This analysis found no conclusion to suggest that participation in HUD rental assistance programs has any effect on childhood obesity. Due to differences in the implementation of HUD programs, aggregated program evaluations were not optimal for assessing the impact of the programs on childhood health. Prior to conducting future analysis, the effect of the current program variations on child health should be further explored.
10. The Low Income Housing Tax Credit and Neighborhood Quality. The Low Income Housing Tax Credit (LIHTC) Program is the largest federal program supporting the provision of affordable housing. This project set out to analyze a set of state Qualified Allocation Plans (QAPs) and proposes a comprehensive set of neighborhood quality-related performance measures that could be used to identify the amenities in LIHTC neighborhoods and to see how LIHTC investment relates to neighborhood quality.
Administration for Children and Families
11. Case Study of a Head Start Program Serving Children Experiencing Homelessness.
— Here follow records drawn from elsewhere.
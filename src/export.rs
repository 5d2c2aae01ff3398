//! Read-only projections handed to document exporters.
//!
//! PDF and spreadsheet renderers live outside this crate. They receive a
//! [`PermitSnapshot`] or a list of [`SheetRow`]s and never see a mutable
//! permit.

use std::io::Write;

use anyhow::Result;
use chrono::{DateTime, Utc};
use serde::Serialize;

use crate::workflow::{
    Document, Permit, PermitStatus, Renewal, RenewalStatus, RoleEmails, Signature, TimeWindow,
};

#[derive(Debug, Clone, PartialEq, Serialize)]
pub struct PermitIdentity {
    pub id: String,
    pub role_emails: RoleEmails,
    pub created_at: DateTime<Utc>,
}

/// Everything an exporter needs to render one permit.
#[derive(Debug, Clone, PartialEq, Serialize)]
pub struct PermitSnapshot {
    pub identity: PermitIdentity,
    pub status: PermitStatus,
    pub window: TimeWindow,
    pub document: Document,
    pub renewals: Vec<Renewal>,
}

pub fn snapshot(permit: &Permit) -> PermitSnapshot {
    PermitSnapshot {
        identity: PermitIdentity {
            id: permit.id.clone(),
            role_emails: permit.role_emails.clone(),
            created_at: permit.created_at,
        },
        status: permit.status,
        window: permit.validity_window,
        document: permit.document.clone(),
        renewals: permit.renewals.clone(),
    }
}

/// One flat row per permit for spreadsheet export.
#[derive(Debug, Clone, PartialEq, Serialize)]
pub struct SheetRow {
    pub id: String,
    pub status: String,
    pub work_type: String,
    pub location: String,
    pub valid_from: String,
    pub valid_to: String,
    pub requester: String,
    pub reviewed_by: String,
    pub approved_by: String,
    pub renewals: usize,
    pub approved_renewals: usize,
    pub closed_by: String,
}

impl SheetRow {
    pub const HEADERS: [&'static str; 12] = [
        "Permit",
        "Status",
        "Work type",
        "Location",
        "Valid from",
        "Valid to",
        "Requester",
        "Reviewed by",
        "Approved by",
        "Renewals",
        "Approved renewals",
        "Closed by",
    ];
}

impl From<&Permit> for SheetRow {
    fn from(permit: &Permit) -> Self {
        let doc = &permit.document;
        let sig = |s: &Option<Signature>| {
            s.as_ref().map(ToString::to_string).unwrap_or_default()
        };
        let work_type = serde_json::to_value(doc.request.work_type)
            .ok()
            .and_then(|v| v.as_str().map(str::to_string))
            .unwrap_or_default();
        Self {
            id: permit.id.clone(),
            status: permit.status.to_string(),
            work_type,
            location: doc.request.location.clone(),
            valid_from: permit.validity_window.from.to_rfc3339(),
            valid_to: permit.validity_window.to.to_rfc3339(),
            requester: permit.role_emails.requester.clone(),
            reviewed_by: sig(&doc.reviewer_sig),
            approved_by: sig(&doc.approver_sig),
            renewals: permit.renewals.len(),
            approved_renewals: permit
                .renewals
                .iter()
                .filter(|r| r.status == RenewalStatus::Approved)
                .count(),
            closed_by: sig(&doc.closure.issuer_sig),
        }
    }
}

/// Seam for PDF / spreadsheet renderers.
pub trait ExportAdapter {
    fn export_permit(&self, snapshot: &PermitSnapshot, out: &mut dyn Write) -> Result<()>;
    fn export_sheet(&self, rows: &[SheetRow], out: &mut dyn Write) -> Result<()>;
}

/// Writes snapshots and rows as pretty JSON.
#[derive(Debug, Default)]
pub struct JsonExporter;

impl ExportAdapter for JsonExporter {
    fn export_permit(&self, snapshot: &PermitSnapshot, out: &mut dyn Write) -> Result<()> {
        serde_json::to_writer_pretty(&mut *out, snapshot)?;
        writeln!(out)?;
        Ok(())
    }

    fn export_sheet(&self, rows: &[SheetRow], out: &mut dyn Write) -> Result<()> {
        serde_json::to_writer_pretty(&mut *out, rows)?;
        writeln!(out)?;
        Ok(())
    }
}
The University of Maryland School of Public Policy was approached by the Office of Planning, Research and Evaluation (OPRE) at ACF to conduct a case study of a Head Start and/or Early Head Start program. Although children experiencing homelessness have become a priority focus for Head Start, relatively little is known about how Head Start Programs recruit and serve homeless families. In order to better serve these children, they must be the focus of study so that their outcomes and opportunities can be improved. Head Start has seen increases in the enrollment of children experiencing homelessness, but it is not clear whether the programs are accurately identifying and enrolling these children or whether there is an overall increase in the incidence of homelessness for these children and their families. The student researcher for the case study answered four key research questions:
- How does the program recruit children experiencing homelessness?
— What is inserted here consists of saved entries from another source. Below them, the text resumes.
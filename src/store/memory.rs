use tokio::sync::RwLock;

use super::{Record, RecordStore, StoreResult, Tables, Versioned};

/// Process-local store. Each call holds the table lock for its whole
/// read or write, so a compare-and-swap is atomic.
#[derive(Debug, Default)]
pub struct MemoryStore {
    tables: RwLock<Tables>,
}

impl MemoryStore {
    pub fn new() -> Self {
        Self::default()
    }
}

impl RecordStore for MemoryStore {
    async fn get<R: Record>(&self, id: &str) -> StoreResult<Versioned<R>> {
        self.tables.read().await.get(id)
    }

    async fn insert<R: Record>(&self, record: &R) -> StoreResult<u64> {
        self.tables.write().await.insert(record)
    }

    async fn compare_and_swap<R: Record>(&self, expected: u64, record: &R) -> StoreResult<u64> {
        self.tables.write().await.compare_and_swap(expected, record)
    }

    async fn list<R: Record>(&self) -> StoreResult<Vec<R>> {
        self.tables.read().await.list()
    }

    async fn next_id(&self, sequence: &str) -> StoreResult<u64> {
        Ok(self.tables.write().await.next_id(sequence))
    }
}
- How does the program identify and track the housing status and the service needs of families?
- How does the program support families experiencing homelessness?
- What program-level features are in place to support staff serving children and families experiencing homelessness and what could the program do better to support staff?
12. The Maternal, Infant, and Early Childhood Home Visiting Program: Elements of High Quality Service Delivery. Families who are coping with complex living situations – such as poverty, mental health illness, substance abuse, and domestic violence – are at a higher risk of child maltreatment. The Maternal, Infant, and Early Childhood Home Visiting program was created to support at-risk pregnant women and families with young children by providing them with the resources needed to raise safe, healthy children. Before program standards can be developed for each home visiting model, there needs to be a greater understanding of the elements that may lead to high-quality service delivery. I examined five potential elements, namely: coordinated services, cultural competence, developmental screening and referrals, highly qualified home visitors, and home visitor caseload. Based on the available literature, each element has the potential to become a program standard. However, this is not a hard recommendation. The evidence from the literature suggests that more research is needed in each area in order to identify trends across different studies.
13. State Initiatives Through the Race to the Top-Early Learning Challenge for Children Experiencing Homelessness. The Department of Health and Human Services and Department of Education administer the Race-to-the-Top-Early-Learning-Challenge (RTT-ELC) grant to twenty states to promote improvements in early childhood education for high-needs children. This report seeks to identify what is being done through this grant regarding children experiencing homelessness. Interviews were conducted with the only three states who have RTT-ELC initiatives for this demographic. Results from this study show a wide array of approaches between states. Examples of strategies implemented include child development training for shelter staff, coordination of services for families, and alterations to child care subsidy procedures to prioritize families experiencing homelessness. This research can be used to inform federal agencies on how to better administer future early education grants, as well as guide other states on how to provide early learning supports for children experiencing homelessness.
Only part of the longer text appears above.